Shared tastes and common values
Community Food & Health (Scotland)
With 2012 being United Nations International Year of Co-operatives, it seems a fitting time to explore Scotland’s past, current and potential future relationship between co-operation, food and health.
It is relevant to what many communities are tackling, from obesity to infant nutrition. It is also pertinent to how we are being encouraged to work, from asset-based approaches to co-production. Hopefully this publication gives you an introduction to why co-operative approaches have had, and continue to have, such an appeal in Scotland.

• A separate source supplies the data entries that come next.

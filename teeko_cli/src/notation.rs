//! Cells written as a column letter and a row digit, e.g. `B3` for row 3,
//! column 1.

use teeko::{Coord, Move, Phase, BOARD_SIZE, COLUMN_LETTERS};

#[derive(Clone, Copy, Debug, PartialEq, Eq)]
pub enum CoordParseError {
    WrongLength,
    InvalidColumn(char),
    InvalidRow(char),
}

impl std::error::Error for CoordParseError {}

impl std::fmt::Display for CoordParseError {
    fn fmt(&self, f: &mut std::fmt::Formatter<'_>) -> std::fmt::Result {
        match self {
            CoordParseError::WrongLength => {
                write!(f, "A cell is a column letter followed by a row digit, like B3")
            }
            CoordParseError::InvalidColumn(c) => {
                write!(f, "'{}' is not a column, expected one of A to E", c)
            }
            CoordParseError::InvalidRow(c) => {
                write!(f, "'{}' is not a row, expected one of 0 to 4", c)
            }
        }
    }
}

#[derive(Clone, Copy, Debug, PartialEq, Eq)]
pub enum MoveParseError {
    WrongNumberOfCells { expected: usize, found: usize },
    InvalidCell(CoordParseError),
}

impl std::error::Error for MoveParseError {
    fn source(&self) -> Option<&(dyn std::error::Error + 'static)> {
        match self {
            MoveParseError::InvalidCell(err) => Some(err),
            _ => None,
        }
    }
}

impl std::fmt::Display for MoveParseError {
    fn fmt(&self, f: &mut std::fmt::Formatter<'_>) -> std::fmt::Result {
        match self {
            MoveParseError::WrongNumberOfCells { expected: 1, found } => {
                write!(f, "Expected the cell to drop a piece on, got {} cells", found)
            }
            MoveParseError::WrongNumberOfCells { expected, found } => write!(
                f,
                "Expected {} cells (the piece to move and where to), got {}",
                expected, found
            ),
            MoveParseError::InvalidCell(err) => write!(f, "{}", err),
        }
    }
}

impl From<CoordParseError> for MoveParseError {
    fn from(err: CoordParseError) -> Self {
        MoveParseError::InvalidCell(err)
    }
}

/// Parses a single cell. The column letter may be lowercase.
pub fn parse_coord(s: &str) -> Result<Coord, CoordParseError> {
    let mut chars = s.chars();
    let (Some(letter), Some(digit), None) = (chars.next(), chars.next(), chars.next()) else {
        return Err(CoordParseError::WrongLength);
    };
    let col = COLUMN_LETTERS
        .iter()
        .position(|&l| l == letter.to_ascii_uppercase())
        .ok_or(CoordParseError::InvalidColumn(letter))?;
    let row = digit
        .to_digit(10)
        .filter(|&row| row < u32::from(BOARD_SIZE))
        .ok_or(CoordParseError::InvalidRow(digit))?;
    Ok(Coord::new(row as u8, col as u8))
}

/// Formats a cell, e.g. `B3`.
pub fn format_coord(coord: Coord) -> String {
    format!("{}{}", COLUMN_LETTERS[coord.col() as usize], coord.row())
}

/// Parses a line of input into a move for the given phase: one cell in the
/// drop phase, and the cell to move from followed by the cell to move to in
/// the move phase.
pub fn parse_move(line: &str, phase: Phase) -> Result<Move, MoveParseError> {
    let cells: Vec<&str> = line.split_whitespace().collect();
    match (phase, cells.as_slice()) {
        (Phase::Drop, [to]) => Ok(Move::Placement {
            to: parse_coord(to)?,
        }),
        (Phase::Move, [from, to]) => Ok(Move::Relocation {
            from: parse_coord(from)?,
            to: parse_coord(to)?,
        }),
        (Phase::Drop, _) => Err(MoveParseError::WrongNumberOfCells {
            expected: 1,
            found: cells.len(),
        }),
        (Phase::Move, _) => Err(MoveParseError::WrongNumberOfCells {
            expected: 2,
            found: cells.len(),
        }),
    }
}

pub fn format_move(mv: Move) -> String {
    match mv {
        Move::Placement { to } => format_coord(to),
        Move::Relocation { to, from } => format!("{} {}", format_coord(from), format_coord(to)),
    }
}

#[cfg(test)]
mod tests {
    use super::*;

    #[test]
    fn every_cell_round_trips() {
        for row in 0..BOARD_SIZE {
            for col in 0..BOARD_SIZE {
                let coord = Coord::new(row, col);
                assert_eq!(parse_coord(&format_coord(coord)), Ok(coord));
            }
        }
    }

    #[test]
    fn letter_is_the_column() {
        assert_eq!(parse_coord("B3"), Ok(Coord::new(3, 1)));
        assert_eq!(parse_coord("e0"), Ok(Coord::new(0, 4)));
        assert_eq!(format_coord(Coord::new(4, 0)), "A4");
    }

    #[test]
    fn malformed_cells() {
        assert_eq!(parse_coord(""), Err(CoordParseError::WrongLength));
        assert_eq!(parse_coord("B"), Err(CoordParseError::WrongLength));
        assert_eq!(parse_coord("B33"), Err(CoordParseError::WrongLength));
        assert_eq!(parse_coord("F1"), Err(CoordParseError::InvalidColumn('F')));
        assert_eq!(parse_coord("3B"), Err(CoordParseError::InvalidColumn('3')));
        assert_eq!(parse_coord("A5"), Err(CoordParseError::InvalidRow('5')));
        assert_eq!(parse_coord("Ax"), Err(CoordParseError::InvalidRow('x')));
    }

    #[test]
    fn moves_depend_on_the_phase() {
        assert_eq!(
            parse_move(" c2 ", Phase::Drop),
            Ok(Move::Placement {
                to: Coord::new(2, 2)
            })
        );
        assert_eq!(
            parse_move("C2 D3", Phase::Move),
            Ok(Move::Relocation {
                to: Coord::new(3, 3),
                from: Coord::new(2, 2),
            })
        );
        assert_eq!(
            parse_move("C2 D3", Phase::Drop),
            Err(MoveParseError::WrongNumberOfCells {
                expected: 1,
                found: 2
            })
        );
        assert_eq!(
            parse_move("C2", Phase::Move),
            Err(MoveParseError::WrongNumberOfCells {
                expected: 2,
                found: 1
            })
        );
        assert_eq!(
            parse_move("C2 Q3", Phase::Move),
            Err(MoveParseError::InvalidCell(CoordParseError::InvalidColumn(
                'Q'
            )))
        );
    }

    #[test]
    fn moves_round_trip() {
        let mv = Move::Relocation {
            to: Coord::new(0, 1),
            from: Coord::new(1, 1),
        };
        assert_eq!(format_move(mv), "B1 B0");
        assert_eq!(parse_move(&format_move(mv), Phase::Move), Ok(mv));
    }
}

CFHS was delighted to work with Martin Meteyard on this publication.
Martin has worked in and with co-operatives – most of them dealing with food – for the last 30 years.
He was an early member of GreenCity Wholefoods worker co-operative in Glasgow, spending almost 15 years there in a variety of positions and eventually becoming general manager.
During that time he also helped to establish several other co-operatives, including Fair Trade co-operative Equal Exchange Trading and Inverness-based wholesaler Highland Wholefoods.
At the end of 1997 Martin left GreenCity to become the Scottish Secretary of CWS (now The Co-operative Group). During that time he served on the advisory group of CFHS (then known as the Scottish Community Diet Project), and also helped to establish the Community Retailing Network to support community-owned shops.
Since 2004 he has worked as a freelance consultant, primarily with co-operatives. He is a specialist advisor with Co-operative Development Scotland, and also manages The Co-operative Enterprise Hub in Scotland.
Martin has been an active supporter of Fair Trade since the mid-1980s, and is Chair of the Scottish Fair Trade Forum. He was Chair of Cafédirect plc from 1998 to 2005, and is currently a Director of Zaytoun CIC, which imports and distributes Fairtrade olive oil and other Palestinian products.